A pesare anche le assenze: Modrić ha rimediato la frattura allo zigomo contro la Juventus e la sua stagione è di fatto terminata, privando Allegri del principale riferimento nella regia. Pulisic ha vissuto un 2026 condizionato da problemi fisici tra bicipite femorale e caviglia, mentre Leão è apparso spento, fischiato dal pubblico di San Siro e incapace di incidere. Il calendario non perdona: il 17 maggio il Milan giocherà in trasferta a Genova per disputare un match che vale già come spareggio europeo, poi chiusura casalinga col Cagliari. I sei punti da conquistare sembrano necessari per dormire sonni tranquilli, ma la forma attuale non garantisce nulla.
Roma: il momento migliore
La Roma di Gian Piero Gasperini è la squadra più in forma del momento, quella che sta spaventando le avversarie più di tutte. Il 4-0 rifilato alla Fiorentina all’Olimpico ma soprattutto la rimonta di personalità in casa del Parma lasciano ben sperare le sorti giallorosse.
Per la Roma, tornare in Champions League significherebbe interrompere un’assenza che dura da sette anni, dall’eliminazione agli ottavi di finale contro il Porto. Un obiettivo con un peso storico enorme, amplificato dal fatto che questa è la stagione del centenario del club. Il calendario, però, non regala nulla: il derby con la Lazio alla 37ª – partita ad altissima tensione emotiva che può valere l’intera stagione – e la chiusura contro il Verona già retrocesso. Gasperini ha trasformato la Roma in una macchina da gol nel momento decisivo, e questo potrebbe fare la differenza.
Como: la favola continua
Il Como di Cesc Fàbregas è, senza dubbio, la storia più bella di questa stagione. Una squadra che non ha mai partecipato a una competizione europea ufficiale in tutta la sua storia si ritrova, a due giornate dalla fine, a sognare la Champions League. Con 65 punti e un percorso fatto di gioco coraggioso e qualità tecnica superiore alla categoria, i lariani non smettono di stupire. Lo 0-0 in casa contro il Napoli e la vittoria con il Verona ha mantenuto vive le speranze, dimostrando carattere anche contro avversari di rango.
Il vantaggio del Como rispetto alle rivali è il calendario: nelle due giornate finali affronterà il Parma e la Cremonese, avversarie tutte abbordabili per una squadra con le qualità tecniche dei lombardi.

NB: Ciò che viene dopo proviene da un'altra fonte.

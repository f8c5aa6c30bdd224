// Boggle Solver – Finds every word hidden in a Boggle board
// Copyright (C) 2025  The Boggle Solver authors
//
// This program is free software: you can redistribute it and/or modify
// it under the terms of the GNU General Public License as published by
// the Free Software Foundation, either version 3 of the License, or
// (at your option) any later version.
//
// This program is distributed in the hope that it will be useful,
// but WITHOUT ANY WARRANTY; without even the implied warranty of
// MERCHANTABILITY or FITNESS FOR A PARTICULAR PURPOSE.  See the
// GNU General Public License for more details.
//
// You should have received a copy of the GNU General Public License
// along with this program.  If not, see <http://www.gnu.org/licenses/>.

use std::collections::{BTreeMap, BTreeSet};
use std::num::NonZeroUsize;
use std::sync::Mutex;
use std::thread;
use tracing::{debug, trace};
use super::adjacency::AdjacencyTable;
use super::board::Board;
use super::dictionary::{self, Dictionary};

// The cells visited so far while building a word. A cell can only
// be used once per word, even if another cell has the same letter.
struct Path {
    word: String,
    cells: Vec<usize>,
    visited: Box<[bool]>,
    // Number of cells added to the path so far
    n_visits: usize,
}

impl Path {
    fn new(n_cells: usize) -> Path {
        Path {
            word: String::with_capacity(n_cells),
            cells: Vec::with_capacity(n_cells),
            visited: vec![false; n_cells].into_boxed_slice(),
            n_visits: 0,
        }
    }

    fn push(&mut self, cell: usize, letter: char) {
        self.word.push(letter);
        self.cells.push(cell);
        self.visited[cell] = true;
        self.n_visits += 1;
    }

    fn pop(&mut self) {
        if let Some(cell) = self.cells.pop() {
            self.word.pop();
            self.visited[cell] = false;
        }
    }
}

// Hands out the starting cells to the worker threads
struct CellQueue {
    next_cell: Mutex<usize>,
    n_cells: usize,
}

impl CellQueue {
    fn new(n_cells: usize) -> CellQueue {
        CellQueue {
            next_cell: Mutex::new(0),
            n_cells,
        }
    }

    fn next(&self) -> Option<usize> {
        let mut next_cell = self.next_cell.lock().unwrap();

        (*next_cell < self.n_cells).then(|| {
            let cell = *next_cell;
            *next_cell += 1;
            cell
        })
    }
}

/// Finds the words of a dictionary on a board. The adjacency table
/// is calculated once when the searcher is created so the same
/// searcher can be used with several dictionaries.
pub struct Searcher<'a> {
    board: &'a Board,
    adjacency: AdjacencyTable,
}

impl<'a> Searcher<'a> {
    pub fn new(board: &'a Board) -> Searcher<'a> {
        Searcher {
            board,
            adjacency: board.adjacency(),
        }
    }

    pub fn board(&self) -> &'a Board {
        self.board
    }

    /// Returns every word in the dictionary that can be made by
    /// following a path of adjacent cells without using the same
    /// cell twice.
    pub fn search(&self, dictionary: &Dictionary) -> BTreeSet<String> {
        let mut words = BTreeSet::<String>::new();
        let mut path = Path::new(self.board.cell_count());

        for start in 0..self.board.cell_count() {
            self.search_from(
                dictionary,
                start,
                &mut path,
                &mut |word: &str, _: &[usize]| {
                    if !words.contains(word) {
                        words.insert(word.to_string());
                    }
                },
            );
        }

        debug!(n_words = words.len(), "search finished");

        words
    }

    /// Like `search` but also returns the cells used to spell each
    /// word. If there is more than one way to make a word then only
    /// the first path found is kept.
    pub fn search_paths(
        &self,
        dictionary: &Dictionary,
    ) -> BTreeMap<String, Vec<usize>> {
        let mut words = BTreeMap::<String, Vec<usize>>::new();
        let mut path = Path::new(self.board.cell_count());

        for start in 0..self.board.cell_count() {
            self.search_from(
                dictionary,
                start,
                &mut path,
                &mut |word: &str, cells: &[usize]| {
                    if !words.contains_key(word) {
                        words.insert(word.to_string(), cells.to_vec());
                    }
                },
            );
        }

        debug!(n_words = words.len(), "search finished");

        words
    }

    /// Same as `search` but the starting cells are shared out
    /// between `n_threads` worker threads. If `n_threads` is zero
    /// then the available parallelism is used.
    pub fn search_parallel(
        &self,
        dictionary: &Dictionary,
        n_threads: usize,
    ) -> BTreeSet<String> {
        let n_cells = self.board.cell_count();

        let n_threads = match n_threads {
            0 => thread::available_parallelism()
                .unwrap_or(NonZeroUsize::MIN)
                .get(),
            n => n,
        }.min(n_cells).max(1);

        debug!(n_threads, "starting parallel search");

        let queue = &CellQueue::new(n_cells);

        let words = thread::scope(|scope| {
            let handles = (0..n_threads).map(|_| {
                scope.spawn(move || {
                    let mut words = BTreeSet::<String>::new();
                    let mut path = Path::new(n_cells);

                    while let Some(start) = queue.next() {
                        self.search_from(
                            dictionary,
                            start,
                            &mut path,
                            &mut |word: &str, _: &[usize]| {
                                if !words.contains(word) {
                                    words.insert(word.to_string());
                                }
                            },
                        );
                    }

                    words
                })
            }).collect::<Vec<_>>();

            let mut words = BTreeSet::<String>::new();

            for handle in handles {
                match handle.join() {
                    Ok(thread_words) => words.extend(thread_words),
                    Err(e) => std::panic::resume_unwind(e),
                }
            }

            words
        });

        debug!(n_words = words.len(), "search finished");

        words
    }

    fn search_from<F>(
        &self,
        dictionary: &Dictionary,
        start: usize,
        path: &mut Path,
        found: &mut F,
    )
    where
        F: FnMut(&str, &[usize])
    {
        let n_visits = path.n_visits;

        self.visit(dictionary.root(), start, path, found);

        trace!(start, n_visits = path.n_visits - n_visits, "searched from cell");
    }

    // Tries to add `cell` to the path. `node` is the trie node for
    // the word before adding the cell.
    fn visit<F>(
        &self,
        node: dictionary::Node,
        cell: usize,
        path: &mut Path,
        found: &mut F,
    )
    where
        F: FnMut(&str, &[usize])
    {
        let letter = self.board.letter_at_index(cell);

        // No word continues with this letter
        let Some(node) = node.child(letter)
        else {
            return;
        };

        path.push(cell, letter);

        if node.is_word() {
            found(&path.word, &path.cells);
        }

        // Only keep going if there are longer words with this prefix
        if node.has_children() {
            for &next_cell in self.adjacency.neighbours(cell) {
                if !path.visited[next_cell] {
                    self.visit(node, next_cell, path, found);
                }
            }
        }

        path.pop();
    }
}

pub fn search(board: &Board, dictionary: &Dictionary) -> BTreeSet<String> {
    Searcher::new(board).search(dictionary)
}

pub fn search_paths(
    board: &Board,
    dictionary: &Dictionary,
) -> BTreeMap<String, Vec<usize>> {
    Searcher::new(board).search_paths(dictionary)
}

pub fn search_parallel(
    board: &Board,
    dictionary: &Dictionary,
    n_threads: usize,
) -> BTreeSet<String> {
    Searcher::new(board).search_parallel(dictionary, n_threads)
}
// Boggle Solver – Finds every word hidden in a Boggle board
// Copyright (C) 2025  The Boggle Solver authors
//
// This program is free software: you can redistribute it and/or modify
// it under the terms of the GNU General Public License as published by
// the Free Software Foundation, either version 3 of the License, or
// (at your option) any later version.
//
// This program is distributed in the hope that it will be useful,
// but WITHOUT ANY WARRANTY; without even the implied warranty of
// MERCHANTABILITY or FITNESS FOR A PARTICULAR PURPOSE.  See the
// GNU General Public License for more details.
//
// You should have received a copy of the GNU General Public License
// along with this program.  If not, see <http://www.gnu.org/licenses/>.

use std::collections::BTreeMap;
use std::io::{self, BufRead, Write};
use std::path::PathBuf;
use std::process::ExitCode;
use std::time::Instant;
use boggle_solver::{logging, search, Board, Dictionary, Searcher};
use clap::Parser;
use serde::Serialize;
use tracing::info;

/// Finds every word from a dictionary that can be made on a Boggle
/// board. Any of the board size or file options that are missing are
/// asked for on the terminal.
#[derive(Parser, Debug)]
#[command(name = "solve-boggle")]
struct Args {
    /// Number of rows on the board
    #[arg(short, long)]
    rows: Option<usize>,

    /// Number of columns on the board
    #[arg(short, long)]
    columns: Option<usize>,

    /// Word list with one word per line
    #[arg(short, long)]
    dictionary: Option<PathBuf>,

    /// Board file with one row of letters per line
    #[arg(short, long)]
    board: Option<PathBuf>,

    /// Number of threads to search with. 0 uses every CPU.
    #[arg(short, long, default_value_t = 1)]
    threads: usize,

    /// Show the cells used to make each word
    #[arg(short, long)]
    paths: bool,

    /// Print the results as JSON
    #[arg(long)]
    json: bool,
}

#[derive(Debug, PartialEq, Eq)]
struct Settings {
    rows: usize,
    columns: usize,
    dictionary: PathBuf,
    board: PathBuf,
}

#[derive(Serialize)]
struct WordReport<'a> {
    word: &'a str,
    #[serde(skip_serializing_if = "Option::is_none")]
    path: Option<Vec<(usize, usize)>>,
}

#[derive(Serialize)]
struct Report<'a> {
    rows: usize,
    columns: usize,
    words: Vec<WordReport<'a>>,
    elapsed_ms: f64,
}

fn prompt<R: BufRead, W: Write>(
    input: &mut R,
    output: &mut W,
    question: &str,
) -> io::Result<String> {
    writeln!(output, "{}", question)?;
    output.flush()?;

    let mut line = String::new();

    if input.read_line(&mut line)? == 0 {
        return Err(io::Error::new(
            io::ErrorKind::UnexpectedEof,
            "no answer given",
        ));
    }

    Ok(line.trim().to_string())
}

fn prompt_size<R: BufRead, W: Write>(
    input: &mut R,
    output: &mut W,
    question: &str,
) -> io::Result<usize> {
    loop {
        let answer = prompt(input, output, question)?;

        match answer.parse::<usize>() {
            Ok(size) if size > 0 => break Ok(size),
            _ => writeln!(output, "“{}” isn’t a valid size", answer)?,
        }
    }
}

fn prompt_path<R: BufRead, W: Write>(
    input: &mut R,
    output: &mut W,
    question: &str,
) -> io::Result<PathBuf> {
    loop {
        let answer = prompt(input, output, question)?;

        if !answer.is_empty() {
            break Ok(PathBuf::from(answer));
        }
    }
}

// Fills in anything missing from the command line by asking for it
fn resolve_settings<R: BufRead, W: Write>(
    args: &Args,
    input: &mut R,
    output: &mut W,
) -> io::Result<Settings> {
    if args.rows.is_none() || args.columns.is_none() {
        writeln!(output, "Enter the dimensions of the Boggle board")?;
    }

    let rows = match args.rows {
        Some(rows) => rows,
        None => prompt_size(
            input,
            output,
            "How many rows are on the board?",
        )?,
    };

    let columns = match args.columns {
        Some(columns) => columns,
        None => prompt_size(
            input,
            output,
            "How many columns are on the board?",
        )?,
    };

    let dictionary = match &args.dictionary {
        Some(path) => path.clone(),
        None => prompt_path(
            input,
            output,
            "Enter the path of the dictionary file to use",
        )?,
    };

    let board = match &args.board {
        Some(path) => path.clone(),
        None => prompt_path(
            input,
            output,
            "Enter the path of the board to solve",
        )?,
    };

    Ok(Settings { rows, columns, dictionary, board })
}

// Loads the dictionary and the board and searches it. Either load
// failing is reported on stderr and gives an empty result.
fn solve(
    settings: &Settings,
    args: &Args,
) -> Result<(Board, BTreeMap<String, Option<Vec<usize>>>), ()> {
    let dictionary = match Dictionary::from_file(&settings.dictionary) {
        Ok(d) => d,
        Err(e) => {
            eprintln!("Invalid dictionary");
            eprintln!("{}: {}", settings.dictionary.display(), e);
            return Err(());
        },
    };

    info!(n_words = dictionary.len(), "dictionary loaded");

    let board = match Board::load_file(
        &settings.board,
        settings.rows,
        settings.columns,
    ) {
        Ok(b) => b,
        Err(e) => {
            eprintln!("Invalid board");
            eprintln!("{}: {}", settings.board.display(), e);
            return Err(());
        },
    };

    let words: BTreeMap<String, Option<Vec<usize>>> = if args.paths {
        search::search_paths(&board, &dictionary)
            .into_iter()
            .map(|(word, path)| (word, Some(path)))
            .collect()
    } else {
        let searcher = Searcher::new(&board);

        let words = if args.threads == 1 {
            searcher.search(&dictionary)
        } else {
            searcher.search_parallel(&dictionary, args.threads)
        };

        words.into_iter().map(|word| (word, None)).collect()
    };

    Ok((board, words))
}

fn format_path(board: &Board, path: &[usize]) -> String {
    path.iter()
        .map(|&cell| {
            let (row, column) = board.index_to_position(cell);
            format!("({},{})", row, column)
        })
        .collect::<Vec<String>>()
        .join(" ")
}

fn print_words(
    board: Option<&Board>,
    words: &BTreeMap<String, Option<Vec<usize>>>,
    elapsed_ms: f64,
) {
    for (word, path) in words.iter() {
        match (board, path) {
            (Some(board), Some(path)) => {
                println!("{} {}", word, format_path(board, path));
            },
            _ => println!("{}", word),
        }
    }

    println!("{} words found", words.len());
    println!("Solution took {:.3} ms to execute", elapsed_ms);
}

fn make_report<'a>(
    settings: &Settings,
    board: Option<&Board>,
    words: &'a BTreeMap<String, Option<Vec<usize>>>,
    elapsed_ms: f64,
) -> Report<'a> {
    Report {
        rows: settings.rows,
        columns: settings.columns,
        words: words.iter().map(|(word, path)| {
            WordReport {
                word: word.as_str(),
                path: board.zip(path.as_ref()).map(|(board, path)| {
                    path.iter()
                        .map(|&cell| board.index_to_position(cell))
                        .collect()
                }),
            }
        }).collect(),
        elapsed_ms,
    }
}

fn main() -> ExitCode {
    logging::init();

    let args = Args::parse();

    let settings = match resolve_settings(
        &args,
        &mut io::stdin().lock(),
        &mut io::stderr(),
    ) {
        Ok(s) => s,
        Err(e) => {
            eprintln!("{}", e);
            return ExitCode::FAILURE;
        },
    };

    let start_time = Instant::now();

    let (board, words, result) = match solve(&settings, &args) {
        Ok((board, words)) => (Some(board), words, ExitCode::SUCCESS),
        Err(()) => (None, BTreeMap::new(), ExitCode::FAILURE),
    };

    let elapsed_ms = start_time.elapsed().as_secs_f64() * 1000.0;

    if args.json {
        let report = make_report(&settings, board.as_ref(), &words, elapsed_ms);

        let mut stdout = io::stdout().lock();

        if let Err(e) = serde_json::to_writer_pretty(&mut stdout, &report)
            .map_err(io::Error::from)
            .and_then(|()| writeln!(stdout))
        {
            eprintln!("{}", e);
            return ExitCode::FAILURE;
        }
    } else {
        print_words(board.as_ref(), &words, elapsed_ms);
    }

    result
}

#[cfg(test)]
mod test {
    use super::*;

    fn args(command_line: &[&str]) -> Args {
        Args::parse_from(
            std::iter::once("solve-boggle").chain(command_line.iter().copied())
        )
    }

    #[test]
    fn everything_on_command_line() {
        let args = args(&["-r", "4", "-c", "5", "-d", "words.txt", "-b", "b.txt"]);
        let mut output = Vec::<u8>::new();

        let settings = resolve_settings(
            &args,
            &mut "".as_bytes(),
            &mut output,
        ).unwrap();

        assert_eq!(
            settings,
            Settings {
                rows: 4,
                columns: 5,
                dictionary: PathBuf::from("words.txt"),
                board: PathBuf::from("b.txt"),
            },
        );
        // Nothing should be asked
        assert!(output.is_empty());
        assert_eq!(args.threads, 1);
        assert!(!args.paths);
        assert!(!args.json);
    }

    #[test]
    fn ask_for_everything() {
        let args = args(&[]);
        let mut output = Vec::<u8>::new();

        let settings = resolve_settings(
            &args,
            &mut "3\nlots\n0\n2\n\n  dict.txt  \nboard.txt\n".as_bytes(),
            &mut output,
        ).unwrap();

        assert_eq!(
            settings,
            Settings {
                rows: 3,
                columns: 2,
                dictionary: PathBuf::from("dict.txt"),
                board: PathBuf::from("board.txt"),
            },
        );

        let output = String::from_utf8(output).unwrap();

        assert!(output.starts_with("Enter the dimensions of the Boggle board\n"));
        assert!(output.contains("“lots” isn’t a valid size"));
        assert!(output.contains("“0” isn’t a valid size"));
    }

    #[test]
    fn ask_for_board_only() {
        let args = args(&["--rows", "2", "--columns", "2", "-d", "d.txt"]);
        let mut output = Vec::<u8>::new();

        let settings = resolve_settings(
            &args,
            &mut "b.txt\n".as_bytes(),
            &mut output,
        ).unwrap();

        assert_eq!(settings.board, PathBuf::from("b.txt"));
        assert_eq!(
            &String::from_utf8(output).unwrap(),
            "Enter the path of the board to solve\n",
        );
    }

    #[test]
    fn no_answer() {
        let args = args(&["-r", "2"]);

        let err = resolve_settings(
            &args,
            &mut "".as_bytes(),
            &mut Vec::<u8>::new(),
        ).unwrap_err();

        assert_eq!(err.kind(), io::ErrorKind::UnexpectedEof);
    }

    #[test]
    fn options() {
        let args = args(&["-t", "0", "--paths", "--json"]);

        assert_eq!(args.threads, 0);
        assert!(args.paths);
        assert!(args.json);
    }

    #[test]
    fn report() {
        let settings = Settings {
            rows: 2,
            columns: 2,
            dictionary: PathBuf::from("d"),
            board: PathBuf::from("b"),
        };
        let board = Board::parse("ca\nts", 2, 2).unwrap();

        let mut words = BTreeMap::new();
        words.insert("at".to_string(), Some(vec![1, 2]));
        words.insert("cat".to_string(), None);

        assert_eq!(format_path(&board, &[1, 2]), "(0,1) (1,0)");

        let report = make_report(&settings, Some(&board), &words, 1.5);
        let json = serde_json::to_value(&report).unwrap();

        assert_eq!(
            json,
            serde_json::json!({
                "rows": 2,
                "columns": 2,
                "words": [
                    { "word": "at", "path": [[0, 1], [1, 0]] },
                    { "word": "cat" },
                ],
                "elapsed_ms": 1.5,
            }),
        );

        let empty = BTreeMap::new();
        let report = make_report(&settings, None, &empty, 0.0);

        assert_eq!(
            serde_json::to_value(&report).unwrap()["words"],
            serde_json::json!([]),
        );
    }
}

L’uomo più in forma è Douvikas, riferimento offensivo implacabile, e la condizione atletica del gruppo appare superiore a quella di Milan e Juventus. Certo, la matematica impone realismo: per raggiungere il quarto posto servirebbero inciampi delle avversarie e vittorie consecutive. Ma in una stagione in cui i passi falsi si moltiplicano, niente è impossibile. La Serie A, che ormai si può guardare anche da dispositivi mobili e cellulari, ci ha già insegnato che le sorprese, in questi finali di stagione, sono sempre dietro l’angolo.